(Stored data)
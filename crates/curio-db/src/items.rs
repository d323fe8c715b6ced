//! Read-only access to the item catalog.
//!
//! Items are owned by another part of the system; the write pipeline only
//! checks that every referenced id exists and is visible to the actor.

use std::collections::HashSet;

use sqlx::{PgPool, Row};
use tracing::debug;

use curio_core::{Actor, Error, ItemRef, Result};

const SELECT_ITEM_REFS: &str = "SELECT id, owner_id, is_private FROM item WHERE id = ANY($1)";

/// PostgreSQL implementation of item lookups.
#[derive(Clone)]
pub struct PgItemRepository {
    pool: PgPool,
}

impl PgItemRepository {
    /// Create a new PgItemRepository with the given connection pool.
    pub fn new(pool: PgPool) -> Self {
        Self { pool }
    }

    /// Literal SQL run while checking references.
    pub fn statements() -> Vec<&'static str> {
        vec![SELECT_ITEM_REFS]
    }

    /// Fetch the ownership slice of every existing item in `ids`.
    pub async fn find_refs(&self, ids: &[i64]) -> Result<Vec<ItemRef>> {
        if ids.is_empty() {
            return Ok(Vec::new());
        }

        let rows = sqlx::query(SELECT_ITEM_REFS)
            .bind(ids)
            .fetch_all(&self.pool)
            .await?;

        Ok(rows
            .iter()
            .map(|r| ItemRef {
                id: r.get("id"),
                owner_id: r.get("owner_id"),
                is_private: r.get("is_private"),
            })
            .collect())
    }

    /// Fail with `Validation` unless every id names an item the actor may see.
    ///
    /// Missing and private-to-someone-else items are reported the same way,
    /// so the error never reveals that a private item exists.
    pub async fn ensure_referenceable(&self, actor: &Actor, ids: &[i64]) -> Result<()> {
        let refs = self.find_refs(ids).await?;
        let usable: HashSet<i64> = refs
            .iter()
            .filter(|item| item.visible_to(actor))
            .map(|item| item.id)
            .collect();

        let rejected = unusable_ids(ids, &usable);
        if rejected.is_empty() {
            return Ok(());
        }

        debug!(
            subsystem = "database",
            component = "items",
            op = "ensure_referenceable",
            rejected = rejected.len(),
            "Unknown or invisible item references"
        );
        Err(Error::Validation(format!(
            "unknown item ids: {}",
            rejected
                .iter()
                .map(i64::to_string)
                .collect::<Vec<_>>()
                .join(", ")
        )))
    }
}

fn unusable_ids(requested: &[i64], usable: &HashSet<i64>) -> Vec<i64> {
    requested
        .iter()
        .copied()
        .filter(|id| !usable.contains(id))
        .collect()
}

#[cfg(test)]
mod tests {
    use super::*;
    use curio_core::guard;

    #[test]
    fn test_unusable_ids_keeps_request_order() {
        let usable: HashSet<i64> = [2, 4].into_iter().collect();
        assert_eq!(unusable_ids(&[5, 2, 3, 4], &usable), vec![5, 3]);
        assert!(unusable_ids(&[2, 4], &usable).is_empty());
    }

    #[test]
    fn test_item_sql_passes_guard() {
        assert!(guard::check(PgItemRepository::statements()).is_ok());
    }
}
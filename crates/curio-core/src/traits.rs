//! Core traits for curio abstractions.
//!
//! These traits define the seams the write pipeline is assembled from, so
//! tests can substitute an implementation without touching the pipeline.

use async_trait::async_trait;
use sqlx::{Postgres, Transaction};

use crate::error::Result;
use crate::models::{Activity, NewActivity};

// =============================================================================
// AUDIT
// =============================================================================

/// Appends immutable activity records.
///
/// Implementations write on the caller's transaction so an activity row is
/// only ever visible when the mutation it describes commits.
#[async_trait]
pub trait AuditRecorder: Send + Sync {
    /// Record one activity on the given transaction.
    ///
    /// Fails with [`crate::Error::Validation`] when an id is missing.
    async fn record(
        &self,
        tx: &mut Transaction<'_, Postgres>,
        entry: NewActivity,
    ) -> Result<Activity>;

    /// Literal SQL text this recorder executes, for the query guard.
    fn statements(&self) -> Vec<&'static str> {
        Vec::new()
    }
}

==

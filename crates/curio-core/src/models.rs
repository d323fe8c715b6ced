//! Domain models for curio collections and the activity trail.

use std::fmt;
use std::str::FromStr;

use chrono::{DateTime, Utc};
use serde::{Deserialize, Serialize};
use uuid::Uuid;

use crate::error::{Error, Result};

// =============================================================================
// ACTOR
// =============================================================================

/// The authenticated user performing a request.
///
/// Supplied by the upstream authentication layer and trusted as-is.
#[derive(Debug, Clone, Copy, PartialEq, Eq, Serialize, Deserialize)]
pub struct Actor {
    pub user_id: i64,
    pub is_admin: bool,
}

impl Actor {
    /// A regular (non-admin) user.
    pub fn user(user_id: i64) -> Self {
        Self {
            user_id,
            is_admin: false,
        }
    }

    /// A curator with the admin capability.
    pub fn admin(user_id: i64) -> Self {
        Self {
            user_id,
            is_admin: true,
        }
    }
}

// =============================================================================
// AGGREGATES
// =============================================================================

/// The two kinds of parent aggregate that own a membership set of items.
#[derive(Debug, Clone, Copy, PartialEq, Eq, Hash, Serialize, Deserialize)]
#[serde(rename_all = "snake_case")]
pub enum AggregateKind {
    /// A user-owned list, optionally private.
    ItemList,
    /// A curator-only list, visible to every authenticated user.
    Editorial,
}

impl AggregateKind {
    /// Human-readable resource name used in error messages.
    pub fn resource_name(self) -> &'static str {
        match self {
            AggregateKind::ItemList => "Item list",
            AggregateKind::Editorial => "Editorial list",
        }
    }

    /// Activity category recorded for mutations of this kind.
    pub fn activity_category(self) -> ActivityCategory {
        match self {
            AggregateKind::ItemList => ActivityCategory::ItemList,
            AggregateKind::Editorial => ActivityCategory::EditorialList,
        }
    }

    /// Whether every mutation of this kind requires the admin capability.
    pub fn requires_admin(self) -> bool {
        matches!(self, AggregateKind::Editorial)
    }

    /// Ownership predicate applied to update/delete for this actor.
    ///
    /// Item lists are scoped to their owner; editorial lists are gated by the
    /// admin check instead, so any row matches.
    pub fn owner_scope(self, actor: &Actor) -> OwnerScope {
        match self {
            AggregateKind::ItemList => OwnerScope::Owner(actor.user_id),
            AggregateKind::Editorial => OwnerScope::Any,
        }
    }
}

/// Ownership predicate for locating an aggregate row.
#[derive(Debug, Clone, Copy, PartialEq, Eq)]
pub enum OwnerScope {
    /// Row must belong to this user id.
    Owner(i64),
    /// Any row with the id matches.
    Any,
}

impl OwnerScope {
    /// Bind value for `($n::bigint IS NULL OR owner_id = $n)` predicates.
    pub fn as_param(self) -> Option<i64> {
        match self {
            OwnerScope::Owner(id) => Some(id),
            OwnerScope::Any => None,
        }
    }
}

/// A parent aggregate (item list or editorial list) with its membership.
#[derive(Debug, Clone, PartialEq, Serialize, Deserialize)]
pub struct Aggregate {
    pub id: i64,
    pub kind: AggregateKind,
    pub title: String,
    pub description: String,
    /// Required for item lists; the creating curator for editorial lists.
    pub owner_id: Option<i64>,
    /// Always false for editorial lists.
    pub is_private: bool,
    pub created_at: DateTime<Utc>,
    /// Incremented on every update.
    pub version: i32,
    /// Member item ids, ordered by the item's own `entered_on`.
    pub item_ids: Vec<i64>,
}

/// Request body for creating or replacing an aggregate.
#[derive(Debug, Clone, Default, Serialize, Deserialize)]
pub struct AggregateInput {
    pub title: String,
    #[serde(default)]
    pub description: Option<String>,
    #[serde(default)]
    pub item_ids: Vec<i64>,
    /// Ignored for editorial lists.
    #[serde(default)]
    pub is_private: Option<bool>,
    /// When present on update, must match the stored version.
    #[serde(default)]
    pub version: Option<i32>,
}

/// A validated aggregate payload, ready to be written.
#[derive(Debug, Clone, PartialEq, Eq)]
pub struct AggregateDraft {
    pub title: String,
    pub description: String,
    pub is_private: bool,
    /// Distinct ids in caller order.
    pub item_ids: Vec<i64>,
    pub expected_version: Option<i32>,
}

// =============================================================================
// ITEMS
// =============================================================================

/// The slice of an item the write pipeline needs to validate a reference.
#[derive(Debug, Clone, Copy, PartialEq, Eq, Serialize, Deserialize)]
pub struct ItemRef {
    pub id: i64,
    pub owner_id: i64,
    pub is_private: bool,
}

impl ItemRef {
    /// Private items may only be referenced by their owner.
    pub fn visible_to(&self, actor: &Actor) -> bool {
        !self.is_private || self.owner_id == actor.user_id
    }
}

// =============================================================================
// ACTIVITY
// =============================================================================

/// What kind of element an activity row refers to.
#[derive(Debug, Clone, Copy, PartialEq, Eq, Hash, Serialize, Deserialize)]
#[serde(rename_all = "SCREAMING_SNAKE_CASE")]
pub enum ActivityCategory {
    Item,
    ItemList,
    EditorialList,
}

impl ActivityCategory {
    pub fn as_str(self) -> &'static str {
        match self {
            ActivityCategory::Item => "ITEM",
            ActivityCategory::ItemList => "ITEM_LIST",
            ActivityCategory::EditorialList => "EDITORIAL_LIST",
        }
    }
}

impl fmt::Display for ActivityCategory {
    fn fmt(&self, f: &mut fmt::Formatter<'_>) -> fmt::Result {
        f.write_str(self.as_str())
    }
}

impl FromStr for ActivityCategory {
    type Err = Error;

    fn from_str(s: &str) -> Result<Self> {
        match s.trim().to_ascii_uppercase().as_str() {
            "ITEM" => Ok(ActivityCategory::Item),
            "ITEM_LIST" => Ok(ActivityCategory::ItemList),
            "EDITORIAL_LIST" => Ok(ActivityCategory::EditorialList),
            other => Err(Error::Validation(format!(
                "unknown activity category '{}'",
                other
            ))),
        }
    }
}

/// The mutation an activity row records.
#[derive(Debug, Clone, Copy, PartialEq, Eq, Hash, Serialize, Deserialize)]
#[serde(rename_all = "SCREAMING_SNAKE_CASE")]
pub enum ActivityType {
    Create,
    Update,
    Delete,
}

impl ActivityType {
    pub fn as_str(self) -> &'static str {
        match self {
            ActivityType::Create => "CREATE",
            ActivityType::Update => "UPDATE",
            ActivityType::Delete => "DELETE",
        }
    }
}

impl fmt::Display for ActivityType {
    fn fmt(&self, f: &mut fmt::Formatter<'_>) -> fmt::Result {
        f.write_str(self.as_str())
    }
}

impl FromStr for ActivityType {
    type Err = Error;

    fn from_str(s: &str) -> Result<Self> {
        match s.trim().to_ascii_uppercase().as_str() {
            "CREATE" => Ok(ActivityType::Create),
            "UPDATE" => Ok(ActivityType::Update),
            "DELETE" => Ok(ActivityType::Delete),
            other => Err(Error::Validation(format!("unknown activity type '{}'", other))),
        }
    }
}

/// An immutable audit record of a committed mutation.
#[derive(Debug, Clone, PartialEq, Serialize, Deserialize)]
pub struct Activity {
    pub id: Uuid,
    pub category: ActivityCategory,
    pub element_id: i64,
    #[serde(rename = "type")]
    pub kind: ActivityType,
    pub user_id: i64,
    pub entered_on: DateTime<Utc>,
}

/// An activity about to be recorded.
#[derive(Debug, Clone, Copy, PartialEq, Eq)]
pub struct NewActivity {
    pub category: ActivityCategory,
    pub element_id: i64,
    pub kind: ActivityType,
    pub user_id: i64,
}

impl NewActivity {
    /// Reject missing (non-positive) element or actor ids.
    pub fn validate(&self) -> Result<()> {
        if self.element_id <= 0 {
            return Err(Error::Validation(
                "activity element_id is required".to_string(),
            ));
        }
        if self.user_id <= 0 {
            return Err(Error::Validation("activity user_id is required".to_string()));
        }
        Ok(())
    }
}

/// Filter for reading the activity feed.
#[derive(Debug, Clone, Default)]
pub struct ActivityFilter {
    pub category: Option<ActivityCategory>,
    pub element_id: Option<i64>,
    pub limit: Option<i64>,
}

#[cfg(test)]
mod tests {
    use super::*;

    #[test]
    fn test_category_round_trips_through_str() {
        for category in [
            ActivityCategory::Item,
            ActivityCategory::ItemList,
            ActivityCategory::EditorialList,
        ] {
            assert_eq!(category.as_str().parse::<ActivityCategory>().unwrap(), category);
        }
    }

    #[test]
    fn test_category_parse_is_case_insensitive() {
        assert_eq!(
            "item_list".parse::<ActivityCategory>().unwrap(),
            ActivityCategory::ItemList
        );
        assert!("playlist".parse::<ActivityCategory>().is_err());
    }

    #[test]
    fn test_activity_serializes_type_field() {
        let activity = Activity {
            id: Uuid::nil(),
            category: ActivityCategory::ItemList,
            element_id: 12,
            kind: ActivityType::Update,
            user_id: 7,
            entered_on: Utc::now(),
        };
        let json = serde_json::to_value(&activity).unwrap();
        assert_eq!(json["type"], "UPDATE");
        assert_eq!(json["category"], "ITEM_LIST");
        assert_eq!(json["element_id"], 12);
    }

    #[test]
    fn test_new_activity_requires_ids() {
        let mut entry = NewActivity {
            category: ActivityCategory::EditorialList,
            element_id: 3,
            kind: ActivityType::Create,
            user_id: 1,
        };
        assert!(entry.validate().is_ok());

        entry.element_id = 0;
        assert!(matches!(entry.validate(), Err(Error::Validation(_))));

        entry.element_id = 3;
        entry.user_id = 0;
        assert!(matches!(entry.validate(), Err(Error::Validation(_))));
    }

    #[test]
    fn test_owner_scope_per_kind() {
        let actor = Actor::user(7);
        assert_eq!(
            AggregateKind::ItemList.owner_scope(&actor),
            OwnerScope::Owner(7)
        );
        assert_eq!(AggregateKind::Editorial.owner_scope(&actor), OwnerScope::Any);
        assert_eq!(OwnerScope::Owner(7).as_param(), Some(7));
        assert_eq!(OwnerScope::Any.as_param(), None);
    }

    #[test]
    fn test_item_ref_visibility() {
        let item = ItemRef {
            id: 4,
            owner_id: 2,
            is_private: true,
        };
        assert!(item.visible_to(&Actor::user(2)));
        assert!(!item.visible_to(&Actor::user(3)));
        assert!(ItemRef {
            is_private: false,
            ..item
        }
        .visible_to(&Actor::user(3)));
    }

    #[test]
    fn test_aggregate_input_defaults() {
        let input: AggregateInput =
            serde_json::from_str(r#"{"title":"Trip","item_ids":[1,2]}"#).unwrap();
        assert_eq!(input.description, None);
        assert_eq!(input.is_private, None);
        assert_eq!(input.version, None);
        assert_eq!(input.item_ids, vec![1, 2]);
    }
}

--

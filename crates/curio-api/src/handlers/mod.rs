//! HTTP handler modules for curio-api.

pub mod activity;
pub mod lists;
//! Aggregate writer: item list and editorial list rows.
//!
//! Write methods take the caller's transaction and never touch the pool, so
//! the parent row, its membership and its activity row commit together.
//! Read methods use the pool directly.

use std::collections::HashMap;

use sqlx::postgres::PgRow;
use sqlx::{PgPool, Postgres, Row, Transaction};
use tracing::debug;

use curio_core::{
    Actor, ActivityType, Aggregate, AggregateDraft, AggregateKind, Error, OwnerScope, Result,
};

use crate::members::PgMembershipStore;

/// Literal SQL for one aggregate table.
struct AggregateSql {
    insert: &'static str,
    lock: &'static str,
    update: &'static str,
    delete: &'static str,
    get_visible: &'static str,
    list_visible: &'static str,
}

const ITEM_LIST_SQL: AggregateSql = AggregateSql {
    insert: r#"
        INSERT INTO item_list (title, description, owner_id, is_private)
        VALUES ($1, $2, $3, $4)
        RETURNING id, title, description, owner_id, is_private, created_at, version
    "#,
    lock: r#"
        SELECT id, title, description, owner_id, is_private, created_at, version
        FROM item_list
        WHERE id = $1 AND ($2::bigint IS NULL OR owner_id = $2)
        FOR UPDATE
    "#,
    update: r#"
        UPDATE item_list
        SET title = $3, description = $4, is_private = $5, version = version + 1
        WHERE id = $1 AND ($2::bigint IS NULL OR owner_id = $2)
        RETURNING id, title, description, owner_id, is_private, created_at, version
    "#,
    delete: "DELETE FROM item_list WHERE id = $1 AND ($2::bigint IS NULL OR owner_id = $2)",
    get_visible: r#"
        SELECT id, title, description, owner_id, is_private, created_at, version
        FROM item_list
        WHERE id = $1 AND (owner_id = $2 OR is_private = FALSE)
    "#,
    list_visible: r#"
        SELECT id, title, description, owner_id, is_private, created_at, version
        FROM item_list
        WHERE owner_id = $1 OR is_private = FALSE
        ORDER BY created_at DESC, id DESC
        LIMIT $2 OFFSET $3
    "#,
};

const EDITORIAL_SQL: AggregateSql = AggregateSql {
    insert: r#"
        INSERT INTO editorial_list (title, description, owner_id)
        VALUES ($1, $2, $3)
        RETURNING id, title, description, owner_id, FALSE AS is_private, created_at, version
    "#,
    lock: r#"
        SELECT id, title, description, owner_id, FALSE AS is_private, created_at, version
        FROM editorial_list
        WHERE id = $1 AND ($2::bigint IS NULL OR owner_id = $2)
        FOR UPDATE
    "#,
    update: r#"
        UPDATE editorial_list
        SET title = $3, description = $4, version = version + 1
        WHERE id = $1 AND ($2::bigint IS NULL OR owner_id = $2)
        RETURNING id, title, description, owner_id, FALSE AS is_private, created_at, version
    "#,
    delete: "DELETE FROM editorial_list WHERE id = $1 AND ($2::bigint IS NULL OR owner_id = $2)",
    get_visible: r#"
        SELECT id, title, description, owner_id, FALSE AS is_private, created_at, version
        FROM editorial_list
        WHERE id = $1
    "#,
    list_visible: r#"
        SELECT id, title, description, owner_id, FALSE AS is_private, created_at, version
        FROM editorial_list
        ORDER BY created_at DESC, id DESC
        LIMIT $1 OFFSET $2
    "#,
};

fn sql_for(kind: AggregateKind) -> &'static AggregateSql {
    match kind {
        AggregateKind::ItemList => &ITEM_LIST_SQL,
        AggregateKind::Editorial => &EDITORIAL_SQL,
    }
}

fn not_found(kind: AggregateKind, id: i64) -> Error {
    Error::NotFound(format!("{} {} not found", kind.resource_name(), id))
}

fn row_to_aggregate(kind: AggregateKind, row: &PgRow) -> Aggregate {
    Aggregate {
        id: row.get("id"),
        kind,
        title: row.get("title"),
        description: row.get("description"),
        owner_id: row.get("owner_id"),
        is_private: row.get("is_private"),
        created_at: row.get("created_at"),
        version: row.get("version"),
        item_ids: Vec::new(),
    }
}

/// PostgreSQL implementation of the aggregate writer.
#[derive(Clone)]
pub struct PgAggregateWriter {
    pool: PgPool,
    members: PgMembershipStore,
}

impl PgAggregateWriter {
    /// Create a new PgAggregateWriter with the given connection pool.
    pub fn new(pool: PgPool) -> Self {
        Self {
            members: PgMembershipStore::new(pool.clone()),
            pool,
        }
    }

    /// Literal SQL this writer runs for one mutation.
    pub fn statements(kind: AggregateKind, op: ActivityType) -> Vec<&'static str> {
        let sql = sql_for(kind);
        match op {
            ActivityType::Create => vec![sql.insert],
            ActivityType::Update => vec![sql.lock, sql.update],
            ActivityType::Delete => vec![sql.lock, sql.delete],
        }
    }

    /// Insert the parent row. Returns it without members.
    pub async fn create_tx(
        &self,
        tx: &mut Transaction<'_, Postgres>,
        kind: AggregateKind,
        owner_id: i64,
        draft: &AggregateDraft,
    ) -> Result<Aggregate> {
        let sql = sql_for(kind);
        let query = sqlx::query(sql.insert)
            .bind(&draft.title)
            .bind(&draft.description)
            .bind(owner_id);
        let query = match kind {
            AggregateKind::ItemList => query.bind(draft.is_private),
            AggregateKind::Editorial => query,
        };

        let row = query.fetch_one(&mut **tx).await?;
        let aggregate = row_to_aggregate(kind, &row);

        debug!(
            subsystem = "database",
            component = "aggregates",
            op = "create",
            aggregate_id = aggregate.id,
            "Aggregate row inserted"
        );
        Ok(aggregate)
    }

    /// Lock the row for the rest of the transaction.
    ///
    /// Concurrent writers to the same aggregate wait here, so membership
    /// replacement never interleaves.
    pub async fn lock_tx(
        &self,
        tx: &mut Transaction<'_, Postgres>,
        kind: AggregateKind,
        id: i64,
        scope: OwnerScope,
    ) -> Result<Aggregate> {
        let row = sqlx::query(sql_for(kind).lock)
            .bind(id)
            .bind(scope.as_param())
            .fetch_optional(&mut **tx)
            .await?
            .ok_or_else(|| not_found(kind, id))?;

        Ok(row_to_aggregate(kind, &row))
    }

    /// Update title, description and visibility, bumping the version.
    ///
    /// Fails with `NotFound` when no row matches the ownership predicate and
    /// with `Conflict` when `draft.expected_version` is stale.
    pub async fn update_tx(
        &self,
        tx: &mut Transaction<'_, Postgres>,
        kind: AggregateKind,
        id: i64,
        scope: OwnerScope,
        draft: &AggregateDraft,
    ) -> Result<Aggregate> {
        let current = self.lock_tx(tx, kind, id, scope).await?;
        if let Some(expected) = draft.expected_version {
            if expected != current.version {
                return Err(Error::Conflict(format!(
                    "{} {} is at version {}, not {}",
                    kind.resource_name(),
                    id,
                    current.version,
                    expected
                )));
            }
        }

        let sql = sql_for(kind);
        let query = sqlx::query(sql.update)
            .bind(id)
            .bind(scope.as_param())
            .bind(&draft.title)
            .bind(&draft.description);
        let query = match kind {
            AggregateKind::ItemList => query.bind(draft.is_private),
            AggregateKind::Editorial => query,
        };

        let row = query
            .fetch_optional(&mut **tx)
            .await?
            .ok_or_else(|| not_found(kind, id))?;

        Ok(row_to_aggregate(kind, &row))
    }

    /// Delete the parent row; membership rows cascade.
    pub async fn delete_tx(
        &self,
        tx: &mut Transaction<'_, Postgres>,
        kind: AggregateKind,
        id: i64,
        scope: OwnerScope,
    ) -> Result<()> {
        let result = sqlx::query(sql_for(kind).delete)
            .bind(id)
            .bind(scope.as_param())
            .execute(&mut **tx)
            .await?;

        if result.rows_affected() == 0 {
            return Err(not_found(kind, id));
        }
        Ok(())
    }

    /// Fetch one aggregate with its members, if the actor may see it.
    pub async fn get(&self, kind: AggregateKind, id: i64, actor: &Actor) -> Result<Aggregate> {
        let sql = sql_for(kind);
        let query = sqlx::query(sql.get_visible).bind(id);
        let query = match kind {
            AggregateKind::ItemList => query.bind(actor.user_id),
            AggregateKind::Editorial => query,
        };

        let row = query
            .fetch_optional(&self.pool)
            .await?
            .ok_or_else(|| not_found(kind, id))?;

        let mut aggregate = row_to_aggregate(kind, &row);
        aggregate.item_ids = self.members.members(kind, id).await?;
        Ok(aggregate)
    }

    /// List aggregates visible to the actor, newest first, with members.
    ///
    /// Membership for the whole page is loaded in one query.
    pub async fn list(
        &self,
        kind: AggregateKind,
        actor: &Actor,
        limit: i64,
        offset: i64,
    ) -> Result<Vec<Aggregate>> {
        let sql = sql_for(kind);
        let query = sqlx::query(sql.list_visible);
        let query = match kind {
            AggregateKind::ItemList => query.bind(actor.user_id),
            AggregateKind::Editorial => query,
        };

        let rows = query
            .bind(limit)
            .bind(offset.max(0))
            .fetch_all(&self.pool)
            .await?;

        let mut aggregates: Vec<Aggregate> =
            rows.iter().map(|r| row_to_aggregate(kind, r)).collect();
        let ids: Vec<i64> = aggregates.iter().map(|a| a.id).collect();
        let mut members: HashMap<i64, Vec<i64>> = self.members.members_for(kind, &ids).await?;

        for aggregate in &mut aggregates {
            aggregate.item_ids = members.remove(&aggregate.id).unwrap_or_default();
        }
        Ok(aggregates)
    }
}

• **Exercise description**
All lines with the word "that" are needed; pull them from the entries and copy each.

• **Result of this task**
//! checks that every referenced id exists and is visible to the actor.
    /// so the error never reveals that a private item exists.
/// The two kinds of parent aggregate that own a membership set of items.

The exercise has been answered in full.